Калеб ощупывает горло, на пальцах остается кровь, он чувствует под ними мясо.
- Что...
- Пташки моего брата источают из-под когтей яд, разъедающий живую плоть. Так они охотятся. Не переживай, Раду тебя вылечит. Если, конечно, он уже там.
- Зачем ты это сделала? - рявкает Калеб.
- Я сделала это девятьсот лет назад для того, чтобы защитить свой дом. Люди обычно не боятся виселиц, не будучи осужденными, к примеру, за ведьмовство. Вряд ли наши незваные гости стали бы обходить цепь, даже не достающую до их головы, если бы вообще ее заметили.

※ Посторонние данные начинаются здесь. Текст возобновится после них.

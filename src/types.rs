use chrono::{NaiveDate, NaiveDateTime, Weekday};
use serde::{Deserialize, Serialize};
use std::collections::BTreeMap;
use tabled::Tabled;

/// Weekday buckets in canonical order, Monday first.
pub const CANONICAL_WEEK: [Weekday; 7] = [
    Weekday::Mon,
    Weekday::Tue,
    Weekday::Wed,
    Weekday::Thu,
    Weekday::Fri,
    Weekday::Sat,
    Weekday::Sun,
];

/// Uploaded table before any validation: a header row plus string cells.
#[derive(Debug, Clone, Default)]
pub struct RawTable {
    pub headers: Vec<String>,
    pub rows: Vec<Vec<String>>,
}

impl RawTable {
    pub fn new(headers: Vec<String>, rows: Vec<Vec<String>>) -> Self {
        let headers = headers.into_iter().map(|h| h.trim().to_string()).collect();
        Self { headers, rows }
    }

    pub fn column_index(&self, name: &str) -> Option<usize> {
        let name = name.trim();
        self.headers.iter().position(|h| h == name)
    }

    /// Cell at `(row, col)`; ragged rows yield `None` for missing trailing cells.
    pub fn cell(&self, row: usize, col: usize) -> Option<&str> {
        self.rows.get(row)?.get(col).map(|s| s.as_str())
    }

    pub fn len(&self) -> usize {
        self.rows.len()
    }

    pub fn is_empty(&self) -> bool {
        self.rows.is_empty()
    }
}

/// One validated row with its derived calendar fields.
#[derive(Debug, Clone, PartialEq, Serialize)]
pub struct Record {
    pub ds: NaiveDateTime,
    pub value: f64,
    pub month: u32,
    pub weekday: Weekday,
    pub year: i32,
    /// Present categorical values keyed by internal field name.
    pub attributes: BTreeMap<String, String>,
}

impl Record {
    pub fn attribute(&self, field: &str) -> Option<&str> {
        self.attributes.get(field).map(|s| s.as_str())
    }

    pub fn date(&self) -> NaiveDate {
        self.ds.date()
    }
}

/// Records that survived normalization, in original row order.
#[derive(Debug, Clone, Default, PartialEq, Serialize)]
pub struct NormalizedSeries {
    pub records: Vec<Record>,
}

impl NormalizedSeries {
    pub fn new(records: Vec<Record>) -> Self {
        Self { records }
    }

    pub fn len(&self) -> usize {
        self.records.len()
    }

    pub fn is_empty(&self) -> bool {
        self.records.is_empty()
    }

    pub fn iter(&self) -> impl Iterator<Item = &Record> {
        self.records.iter()
    }

    pub fn values(&self) -> Vec<f64> {
        self.records.iter().map(|r| r.value).collect()
    }

    /// Two-column `(date, value)` projection handed to a forecaster.
    pub fn history(&self) -> Vec<(NaiveDate, f64)> {
        self.records.iter().map(|r| (r.date(), r.value)).collect()
    }

    pub fn last_date(&self) -> Option<NaiveDate> {
        self.records.iter().map(|r| r.date()).max()
    }
}

/// Categorical equality constraints combined with AND.
#[derive(Debug, Clone, Default, PartialEq, Eq)]
pub struct FilterSelection {
    constraints: BTreeMap<String, String>,
}

impl FilterSelection {
    pub fn new() -> Self {
        Self::default()
    }

    /// Constrain `field` to `value`; `None` clears any constraint on it.
    pub fn with(mut self, field: &str, value: Option<&str>) -> Self {
        self.set(field, value);
        self
    }

    pub fn set(&mut self, field: &str, value: Option<&str>) {
        match value {
            Some(v) => {
                self.constraints.insert(field.to_string(), v.to_string());
            }
            None => {
                self.constraints.remove(field);
            }
        }
    }

    pub fn constraint(&self, field: &str) -> Option<&str> {
        self.constraints.get(field).map(|s| s.as_str())
    }

    pub fn is_unconstrained(&self) -> bool {
        self.constraints.is_empty()
    }

    pub fn matches(&self, record: &Record) -> bool {
        self.constraints
            .iter()
            .all(|(field, wanted)| record.attribute(field) == Some(wanted.as_str()))
    }
}

/// Mean value per observed month (1..=12). Absent months have no entry.
#[derive(Debug, Clone, Default, PartialEq, Serialize)]
pub struct MonthlySummary {
    pub means: BTreeMap<u32, f64>,
}

impl MonthlySummary {
    pub fn get(&self, month: u32) -> Option<f64> {
        self.means.get(&month).copied()
    }

    pub fn is_empty(&self) -> bool {
        self.means.is_empty()
    }

    pub fn len(&self) -> usize {
        self.means.len()
    }
}

/// Mean value per weekday, always seven buckets Monday through Sunday.
/// `None` marks a weekday with no data.
#[derive(Debug, Clone, PartialEq, Serialize)]
pub struct WeekdaySummary {
    pub buckets: Vec<(Weekday, Option<f64>)>,
}

impl Default for WeekdaySummary {
    fn default() -> Self {
        Self {
            buckets: CANONICAL_WEEK.iter().map(|d| (*d, None)).collect(),
        }
    }
}

impl WeekdaySummary {
    pub fn get(&self, day: Weekday) -> Option<f64> {
        self.buckets
            .iter()
            .find(|(d, _)| *d == day)
            .and_then(|(_, v)| *v)
    }

    pub fn has_data(&self) -> bool {
        self.buckets.iter().any(|(_, v)| v.is_some())
    }
}

/// One future (or fitted) period produced by an external forecaster.
#[derive(Debug, Clone, PartialEq, Serialize, Deserialize)]
pub struct ForecastPoint {
    #[serde(with = "ymd")]
    pub ds: NaiveDate,
    pub yhat: f64,
    pub yhat_lower: f64,
    pub yhat_upper: f64,
}

#[derive(Debug, Clone, Default, PartialEq, Serialize)]
pub struct ForecastTable {
    pub points: Vec<ForecastPoint>,
}

/// The two message strings handed to the commentary service.
#[derive(Debug, Clone, PartialEq, Eq, Serialize)]
pub struct ReportPayload {
    system: String,
    user: String,
}

impl ReportPayload {
    pub fn new(system: String, user: String) -> Self {
        Self { system, user }
    }

    pub fn system(&self) -> &str {
        &self.system
    }

    pub fn user(&self) -> &str {
        &self.user
    }
}

mod ymd {
    use chrono::NaiveDate;
    use serde::{Deserialize, Deserializer, Serializer};

    const FORMAT: &str = "%Y-%m-%d";

    pub fn serialize<S: Serializer>(date: &NaiveDate, s: S) -> Result<S::Ok, S::Error> {
        s.serialize_str(&date.format(FORMAT).to_string())
    }

    pub fn deserialize<'de, D: Deserializer<'de>>(d: D) -> Result<NaiveDate, D::Error> {
        let raw = String::deserialize(d)?;
        crate::util::parse_timestamp_safe(Some(&raw))
            .map(|dt| dt.date())
            .ok_or_else(|| serde::de::Error::custom(format!("invalid date '{}'", raw)))
    }
}

// Display rows, pre-formatted for table previews and CSV exports.

#[derive(Debug, Serialize, Tabled, Clone)]
pub struct MonthRow {
    #[serde(rename = "Month")]
    #[tabled(rename = "Month")]
    pub month: u32,
    #[serde(rename = "AvgValue")]
    #[tabled(rename = "AvgValue")]
    pub avg_value: String,
}

#[derive(Debug, Serialize, Tabled, Clone)]
pub struct WeekdayRow {
    #[serde(rename = "Weekday")]
    #[tabled(rename = "Weekday")]
    pub weekday: String,
    #[serde(rename = "AvgValue")]
    #[tabled(rename = "AvgValue")]
    pub avg_value: String,
}

#[derive(Debug, Serialize, Tabled, Clone)]
pub struct TimelineRow {
    #[serde(rename = "Date")]
    #[tabled(rename = "Date")]
    pub date: String,
    #[serde(rename = "Total")]
    #[tabled(rename = "Total")]
    pub total: String,
}

#[derive(Debug, Serialize, Tabled, Clone)]
pub struct StatRow {
    #[serde(rename = "Column")]
    #[tabled(rename = "Column")]
    pub column: String,
    #[serde(rename = "Statistic")]
    #[tabled(rename = "Statistic")]
    pub statistic: String,
    #[serde(rename = "Value")]
    #[tabled(rename = "Value")]
    pub value: String,
}

#[derive(Debug, Serialize, Tabled, Clone)]
pub struct PreviewRow {
    #[serde(rename = "Date")]
    #[tabled(rename = "Date")]
    pub date: String,
    #[serde(rename = "Value")]
    #[tabled(rename = "Value")]
    pub value: String,
    #[serde(rename = "Weekday")]
    #[tabled(rename = "Weekday")]
    pub weekday: String,
    #[serde(rename = "Attributes")]
    #[tabled(rename = "Attributes")]
    pub attributes: String,
}

#[cfg(test)]
mod tests {
    use super::*;

    fn record(day: u32, attrs: &[(&str, &str)]) -> Record {
        let ds = NaiveDate::from_ymd_opt(2024, 1, day)
            .unwrap()
            .and_hms_opt(0, 0, 0)
            .unwrap();
        Record {
            ds,
            value: 10.0,
            month: 1,
            weekday: Weekday::Mon,
            year: 2024,
            attributes: attrs
                .iter()
                .map(|(k, v)| (k.to_string(), v.to_string()))
                .collect(),
        }
    }

    #[test]
    fn test_raw_table_trims_headers_and_handles_ragged_rows() {
        let table = RawTable::new(
            vec![" Date ".to_string(), "Revenue".to_string()],
            vec![vec!["2024-01-01".to_string()]],
        );
        assert_eq!(table.column_index("Date"), Some(0));
        assert_eq!(table.cell(0, 0), Some("2024-01-01"));
        assert_eq!(table.cell(0, 1), None);
        assert_eq!(table.cell(3, 0), None);
    }

    #[test]
    fn test_filter_selection_set_and_clear() {
        let mut sel = FilterSelection::new().with("sede", Some("Norte"));
        assert_eq!(sel.constraint("sede"), Some("Norte"));
        sel.set("sede", None);
        assert!(sel.is_unconstrained());
    }

    #[test]
    fn test_filter_selection_requires_all_constraints() {
        let sel = FilterSelection::new()
            .with("sede", Some("Norte"))
            .with("manicurista", Some("Ana"));
        assert!(sel.matches(&record(1, &[("sede", "Norte"), ("manicurista", "Ana")])));
        assert!(!sel.matches(&record(1, &[("sede", "Norte"), ("manicurista", "Eva")])));
        assert!(!sel.matches(&record(1, &[("sede", "Norte")])));
    }

    #[test]
    fn test_weekday_summary_default_is_seven_empty_buckets() {
        let summary = WeekdaySummary::default();
        assert_eq!(summary.buckets.len(), 7);
        assert_eq!(summary.buckets[0].0, Weekday::Mon);
        assert_eq!(summary.buckets[6].0, Weekday::Sun);
        assert!(!summary.has_data());
    }

    #[test]
    fn test_series_last_date() {
        let series = NormalizedSeries::new(vec![record(9, &[]), record(3, &[])]);
        assert_eq!(series.last_date(), NaiveDate::from_ymd_opt(2024, 1, 9));
        assert_eq!(series.history().len(), 2);
    }

    #[test]
    fn test_forecast_point_serializes_plain_date() {
        let point = ForecastPoint {
            ds: NaiveDate::from_ymd_opt(2024, 3, 1).unwrap(),
            yhat: 1.5,
            yhat_lower: 1.0,
            yhat_upper: 2.0,
        };
        let json = serde_json::to_string(&point).unwrap();
        assert!(json.contains("\"ds\":\"2024-03-01\""));
    }
}
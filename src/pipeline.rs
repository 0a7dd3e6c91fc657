// Orchestration of one analysis run: normalize, filter, aggregate, assemble
// the prompt, then (optionally) call the external collaborators.

use crate::config::{AnalysisProfile, ApiKey};
use crate::error::{PipelineError, Result};
use crate::filter::apply_filter;
use crate::loader::{normalize, LoadReport};
use crate::prompt::{build_forecast_payload, build_seasonal_payload};
use crate::reports::{summarize, SeasonalReport};
use crate::services::{
    CommentaryRequest, CommentaryService, ForecastRequest, Forecaster, COMMENTARY_STAGE,
    FORECAST_STAGE,
};
use crate::types::{FilterSelection, ForecastTable, NormalizedSeries, RawTable, ReportPayload};
use tracing::{info, warn};

/// Result of one filtered seasonal analysis.
#[derive(Debug, Clone, PartialEq)]
pub struct SeasonalAnalysis {
    pub view: NormalizedSeries,
    pub report: SeasonalReport,
    pub payload: ReportPayload,
}

#[derive(Debug, Clone, PartialEq)]
pub struct ForecastAnalysis {
    pub forecast: ForecastTable,
    pub payload: ReportPayload,
}

/// Runs analyses for one profile. The credential is injected here rather
/// than read from the environment.
#[derive(Debug, Clone)]
pub struct SeasonalAnalyzer {
    profile: AnalysisProfile,
    api_key: ApiKey,
}

impl SeasonalAnalyzer {
    pub fn new(profile: AnalysisProfile, api_key: ApiKey) -> Result<Self> {
        profile.validate()?;
        Ok(Self { profile, api_key })
    }

    pub fn profile(&self) -> &AnalysisProfile {
        &self.profile
    }

    /// Normalize an uploaded table. A schema error halts the run.
    pub fn load(&self, table: &RawTable) -> Result<(NormalizedSeries, LoadReport)> {
        normalize(table, &self.profile.mapping)
    }

    /// Filter, aggregate and assemble the seasonal prompt. Never fails: an
    /// empty view yields empty summaries.
    pub fn analyze(&self, series: &NormalizedSeries, selection: &FilterSelection) -> SeasonalAnalysis {
        let view = apply_filter(series, selection);
        let fields: Vec<&str> = self.profile.mapping.fields().collect();
        let report = summarize(&view, &fields);
        let payload = build_seasonal_payload(&self.profile, &report);
        info!(
            "Seasonal analysis over {} records ({} months observed)",
            view.len(),
            report.monthly.len()
        );
        SeasonalAnalysis {
            view,
            report,
            payload,
        }
    }

    /// Ask `forecaster` for the profile's horizon beyond the last observed
    /// date and assemble the forecast prompt.
    pub fn forecast(&self, series: &NormalizedSeries, forecaster: &dyn Forecaster) -> Result<ForecastAnalysis> {
        if series.is_empty() {
            return Err(PipelineError::external(FORECAST_STAGE, "no records to forecast"));
        }
        let request = ForecastRequest::new(series, self.profile.horizon);
        let forecast = forecaster
            .forecast(&request)
            .map_err(|e| stage_error(FORECAST_STAGE, e))?;
        let payload = build_forecast_payload(&self.profile, &forecast)?;
        Ok(ForecastAnalysis { forecast, payload })
    }

    pub fn commentary_request(&self, payload: &ReportPayload) -> CommentaryRequest {
        CommentaryRequest {
            api_key: self.api_key.clone(),
            model: self.profile.model.clone(),
            payload: payload.clone(),
        }
    }

    /// Call the commentary service. Failures are reported for this stage only.
    pub fn commentary(&self, payload: &ReportPayload, service: &dyn CommentaryService) -> Result<String> {
        let request = self.commentary_request(payload);
        let text = service
            .complete(&request)
            .map_err(|e| stage_error(COMMENTARY_STAGE, e))?;
        if text.trim().is_empty() {
            warn!("Commentary service returned an empty response");
            return Err(PipelineError::external(COMMENTARY_STAGE, "empty response"));
        }
        Ok(text)
    }
}

fn stage_error(stage: &str, err: PipelineError) -> PipelineError {
    warn!("{} stage failed: {}", stage, err);
    match err {
        PipelineError::ExternalService { .. } => err,
        other => PipelineError::external(stage, other.to_string()),
    }
}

Это ловушка, мой милый. Силок для охотников на ведьм.
Калеб поднимается, шея у него болит и кровоточит. Впрочем, если бы он мог умереть, он бы давно был мертв. Они идут дальше, и Калеб, снова наступив куда-то не туда, едва не проваливается в яму, откуда, будто ряд оскаленных зубов, торчат ржавые металлические колья.